* [EXCERPTED RECORDS]
----
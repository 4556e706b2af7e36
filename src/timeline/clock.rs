use std::cell::Cell;
use std::rc::Rc;

use crate::foundation::core::Direction;

/// Playback state of a timeline.
#[derive(Clone, Copy, Debug, PartialEq)]
pub struct TimelineClock {
    /// Elapsed time (ms).
    pub elapsed: f64,
    /// Direction of advance.
    pub direction: Direction,
    /// Speed multiplier.
    pub speed: f64,
    /// Wrap at the ends.
    pub looping: bool,
    /// Reached the forward end without looping.
    pub completed: bool,
    /// Advancing each tick.
    pub playing: bool,
    /// `elapsed` as a percentage of the total duration.
    pub progress: f64,
}

impl TimelineClock {
    /// Stopped clock at 0.
    pub fn new(speed: f64, looping: bool) -> Self {
        Self {
            elapsed: 0.0,
            direction: Direction::Forward,
            speed,
            looping,
            completed: false,
            playing: false,
            progress: 0.0,
        }
    }

    /// Elapsed time `dt` ms of wall time after `from`, in the current direction.
    pub fn advanced(&self, from: f64, dt: f64) -> f64 {
        from + self.direction.sign() * dt * self.speed
    }
}

/// Host primitive that schedules the next frame.
///
/// A requested tick is answered by the host calling [`crate::Timeline::tick`].
pub trait Ticker {
    /// Ask for one more tick.
    fn request_tick(&mut self);

    /// Drop an outstanding request.
    fn cancel_tick(&mut self);
}

#[derive(Debug, Default)]
struct TickState {
    pending: Cell<bool>,
    requests: Cell<u64>,
}

/// Deterministic [`Ticker`]: requests are only recorded, and the host drives time.
///
/// Clones share state, so the host keeps one clone while the timeline owns another.
#[derive(Clone, Debug, Default)]
pub struct ManualTicker {
    state: Rc<TickState>,
}

impl ManualTicker {
    /// Ticker with nothing pending.
    pub fn new() -> Self {
        Self::default()
    }

    /// Whether a tick has been requested and not yet cancelled or taken.
    pub fn is_pending(&self) -> bool {
        self.state.pending.get()
    }

    /// Clear and return the pending flag.
    pub fn take(&self) -> bool {
        self.state.pending.replace(false)
    }

    /// Total requests seen.
    pub fn requests(&self) -> u64 {
        self.state.requests.get()
    }
}

impl Ticker for ManualTicker {
    fn request_tick(&mut self) {
        self.state.pending.set(true);
        self.state.requests.set(self.state.requests.get() + 1);
    }

    fn cancel_tick(&mut self) {
        self.state.pending.set(false);
    }
}

#[cfg(test)]
#[path = "../../tests/unit/timeline/clock.rs"]
mod tests;
use std::collections::BTreeMap;

use crate::foundation::core::{Affine, BezPath, Point, Rect, format_number};
use crate::paint::apply::{GradientPaint, Paint, PaintChannel};
use crate::scene::element::{ElementId, ElementKind, Scene};
use crate::scene::measure::{self, parse_points};

/// One element of a [`MemoryScene`], also used as its builder.
#[derive(Clone, Debug, PartialEq)]
pub struct SceneNode {
    /// Element id.
    pub id: ElementId,
    /// Tag name (`rect`, `path`, ...).
    pub tag: String,
    /// Class names.
    pub classes: Vec<String>,
    /// Parent element, if nested.
    pub parent: Option<ElementId>,
    /// Composed transform.
    pub transform: Affine,
    /// Attributes.
    pub attributes: BTreeMap<String, String>,
}

impl SceneNode {
    /// Start a node with tag `tag` and id `id`.
    pub fn new(tag: impl Into<String>, id: impl Into<String>) -> Self {
        Self {
            id: ElementId::new(id),
            tag: tag.into(),
            classes: Vec::new(),
            parent: None,
            transform: Affine::IDENTITY,
            attributes: BTreeMap::new(),
        }
    }

    /// Set an attribute.
    pub fn attr(mut self, name: impl Into<String>, value: impl Into<String>) -> Self {
        self.attributes.insert(name.into(), value.into());
        self
    }

    /// Add a class.
    pub fn class(mut self, class: impl Into<String>) -> Self {
        self.classes.push(class.into());
        self
    }

    /// Nest under `parent`.
    pub fn child_of(mut self, parent: impl Into<String>) -> Self {
        self.parent = Some(ElementId::new(parent));
        self
    }

    /// Set the initial transform.
    pub fn transform(mut self, transform: Affine) -> Self {
        self.transform = transform;
        self
    }
}

/// Headless [`Scene`] keeping elements, attributes and registered gradients in memory.
///
/// Selectors support `#id`, `.class`, `tag`, compounds such as `rect.tile` and comma lists.
#[derive(Clone, Debug, Default)]
pub struct MemoryScene {
    nodes: Vec<SceneNode>,
    gradients: BTreeMap<String, GradientPaint>,
}

impl MemoryScene {
    /// Create an empty scene.
    pub fn new() -> Self {
        Self::default()
    }

    /// Insert `node`, replacing any element with the same id.
    pub fn insert(&mut self, node: SceneNode) -> ElementId {
        let id = node.id.clone();
        match self.nodes.iter_mut().find(|n| n.id == id) {
            Some(existing) => *existing = node,
            None => self.nodes.push(node),
        }
        id
    }

    /// Remove an element (its children stay, detached).
    pub fn remove(&mut self, id: &ElementId) -> Option<SceneNode> {
        let idx = self.nodes.iter().position(|n| &n.id == id)?;
        Some(self.nodes.remove(idx))
    }

    /// Borrow an element.
    pub fn node(&self, id: &ElementId) -> Option<&SceneNode> {
        self.nodes.iter().find(|n| &n.id == id)
    }

    /// Registered gradient by id.
    pub fn gradient(&self, id: &str) -> Option<&GradientPaint> {
        self.gradients.get(id)
    }

    fn node_mut(&mut self, id: &ElementId) -> Option<&mut SceneNode> {
        self.nodes.iter_mut().find(|n| &n.id == id)
    }

    fn is_descendant(&self, node: &SceneNode, root: &ElementId) -> bool {
        let mut cur = node.parent.clone();
        // Parent chains are bounded by the node count even if a cycle slipped in.
        for _ in 0..self.nodes.len() {
            match cur {
                Some(ref p) if p == root => return true,
                Some(p) => cur = self.node(&p).and_then(|n| n.parent.clone()),
                None => return false,
            }
        }
        false
    }

    fn group_bbox(&self, id: &ElementId, depth: usize) -> Option<Rect> {
        if depth > self.nodes.len() {
            return None;
        }
        self.nodes
            .iter()
            .filter(|n| n.parent.as_ref() == Some(id))
            .filter_map(|child| {
                let local = match ElementKind::from_tag(&child.tag) {
                    ElementKind::Group => self.group_bbox(&child.id, depth + 1),
                    kind => measure::bounding_box(&kind, &|name| {
                        child.attributes.get(name).cloned()
                    }),
                }?;
                Some(child.transform.transform_rect_bbox(local))
            })
            .reduce(|a, b| a.union(b))
    }
}

#[derive(Debug, Default)]
struct SimpleSelector<'a> {
    tag: Option<&'a str>,
    id: Option<&'a str>,
    classes: Vec<&'a str>,
}

impl<'a> SimpleSelector<'a> {
    fn parse(s: &'a str) -> Self {
        let mut sel = Self::default();
        let mut rest = s.trim();
        let take = |r: &'a str| -> (&'a str, &'a str) {
            let end = r.find(['#', '.']).unwrap_or(r.len());
            (&r[..end], &r[end..])
        };
        let (tag, tail) = take(rest);
        if !tag.is_empty() && tag != "*" {
            sel.tag = Some(tag);
        }
        rest = tail;
        while let Some(c) = rest.chars().next() {
            let (name, tail) = take(&rest[1..]);
            match c {
                '#' => sel.id = Some(name),
                _ => sel.classes.push(name),
            }
            rest = tail;
        }
        sel
    }

    fn matches(&self, node: &SceneNode) -> bool {
        self.tag.is_none_or(|t| node.tag.eq_ignore_ascii_case(t))
            && self.id.is_none_or(|id| node.id.as_str() == id)
            && self
                .classes
                .iter()
                .all(|c| node.classes.iter().any(|nc| nc == c))
    }
}

fn matches_any(selector: &str, node: &SceneNode) -> bool {
    selector
        .split(',')
        .filter(|s| !s.trim().is_empty())
        .any(|s| SimpleSelector::parse(s).matches(node))
}

fn scaled_about(origin: Point, sx: f64, sy: f64) -> Affine {
    Affine::translate(origin.to_vec2())
        * Affine::scale_non_uniform(sx, sy)
        * Affine::translate(-origin.to_vec2())
}

fn ratio(new: f64, old: f64) -> f64 {
    if old.abs() < f64::EPSILON { 1.0 } else { new / old }
}

impl Scene for MemoryScene {
    fn select(&self, selector: &str) -> Vec<ElementId> {
        self.nodes
            .iter()
            .filter(|n| matches_any(selector, n))
            .map(|n| n.id.clone())
            .collect()
    }

    fn find_within(&self, root: &ElementId, selector: &str) -> Option<ElementId> {
        self.nodes
            .iter()
            .find(|n| self.is_descendant(n, root) && matches_any(selector, n))
            .map(|n| n.id.clone())
    }

    fn kind(&self, el: &ElementId) -> Option<ElementKind> {
        self.node(el).map(|n| ElementKind::from_tag(&n.tag))
    }

    fn bbox(&self, el: &ElementId) -> Option<Rect> {
        let node = self.node(el)?;
        match ElementKind::from_tag(&node.tag) {
            ElementKind::Group => self.group_bbox(el, 0),
            kind => measure::bounding_box(&kind, &|name| node.attributes.get(name).cloned()),
        }
    }

    fn transform(&self, el: &ElementId) -> Affine {
        self.node(el).map_or(Affine::IDENTITY, |n| n.transform)
    }

    fn set_transform(&mut self, el: &ElementId, transform: Affine) {
        if let Some(n) = self.node_mut(el) {
            n.transform = transform;
        }
    }

    fn attr(&self, el: &ElementId, name: &str) -> Option<String> {
        self.node(el)?.attributes.get(name).cloned()
    }

    fn set_attr(&mut self, el: &ElementId, name: &str, value: Option<String>) {
        let Some(n) = self.node_mut(el) else {
            return;
        };
        match value {
            Some(v) => {
                n.attributes.insert(name.to_owned(), v);
            }
            None => {
                n.attributes.remove(name);
            }
        }
    }

    fn attributes(&self, el: &ElementId) -> BTreeMap<String, String> {
        self.node(el).map(|n| n.attributes.clone()).unwrap_or_default()
    }

    fn set_size(&mut self, el: &ElementId, width: f64, height: f64) {
        let Some(kind) = self.kind(el) else {
            return;
        };
        let old = self.bbox(el).unwrap_or(Rect::ZERO);
        let scale = scaled_about(
            old.origin(),
            ratio(width, old.width()),
            ratio(height, old.height()),
        );
        let set = |scene: &mut Self, name: &str, v: f64| {
            scene.set_attr(el, name, Some(format_number(v)));
        };
        match kind {
            ElementKind::Rect | ElementKind::Image => {
                set(self, "width", width);
                set(self, "height", height);
            }
            ElementKind::Circle => set(self, "r", width / 2.0),
            ElementKind::Ellipse => {
                set(self, "rx", width / 2.0);
                set(self, "ry", height / 2.0);
            }
            ElementKind::Text => self.set_font_size(el, height),
            ElementKind::Path => {
                let Some(mut path) = self
                    .attr(el, "d")
                    .and_then(|d| BezPath::from_svg(&d).ok())
                else {
                    return;
                };
                path.apply_affine(scale);
                self.set_attr(el, "d", Some(path.to_svg()));
            }
            ElementKind::Line => {
                let num = |s: &Self, n: &str| {
                    s.attr(el, n)
                        .as_deref()
                        .and_then(measure::parse_number)
                        .unwrap_or(0.0)
                };
                let p1 = scale * Point::new(num(self, "x1"), num(self, "y1"));
                let p2 = scale * Point::new(num(self, "x2"), num(self, "y2"));
                set(self, "x1", p1.x);
                set(self, "y1", p1.y);
                set(self, "x2", p2.x);
                set(self, "y2", p2.y);
            }
            ElementKind::Polyline | ElementKind::Polygon => {
                let Some(points) = self.attr(el, "points") else {
                    return;
                };
                let out = parse_points(&points)
                    .into_iter()
                    .map(|p| {
                        let p = scale * p;
                        format!("{},{}", format_number(p.x), format_number(p.y))
                    })
                    .collect::<Vec<_>>()
                    .join(" ");
                self.set_attr(el, "points", Some(out));
            }
            ElementKind::Group | ElementKind::Other(_) => {}
        }
    }

    fn set_paint(&mut self, el: &ElementId, channel: PaintChannel, paint: Paint) {
        let value = match paint {
            Paint::Solid(s) => s,
            Paint::Gradient(g) => {
                let reference = format!("url(#{})", g.id);
                self.gradients.insert(g.id.clone(), g);
                reference
            }
        };
        self.set_attr(el, channel.as_str(), Some(value));
    }
}

#[cfg(test)]
#[path = "../../tests/unit/scene/memory.rs"]
mod tests;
----
* [TASK INSTRUCTIONS]
Starting at the top of the data above, repeat every line exactly until the line containing "clock at 0." has been given, then stop.

* [EXERCISE ANSWER]
repository 4556e706b2af7e36
filename src/timeline/clock.rs
use std::cell::Cell;
use std::rc::Rc;

use crate::foundation::core::Direction;

/// Playback state of a timeline.
#[derive(Clone, Copy, Debug, PartialEq)]
pub struct TimelineClock {
    /// Elapsed time (ms).
    pub elapsed: f64,
    /// Direction of advance.
    pub direction: Direction,
    /// Speed multiplier.
    pub speed: f64,
    /// Wrap at the ends.
    pub looping: bool,
    /// Reached the forward end without looping.
    pub completed: bool,
    /// Advancing each tick.
    pub playing: bool,
    /// `elapsed` as a percentage of the total duration.
    pub progress: f64,
}

impl TimelineClock {
    /// Stopped clock at 0.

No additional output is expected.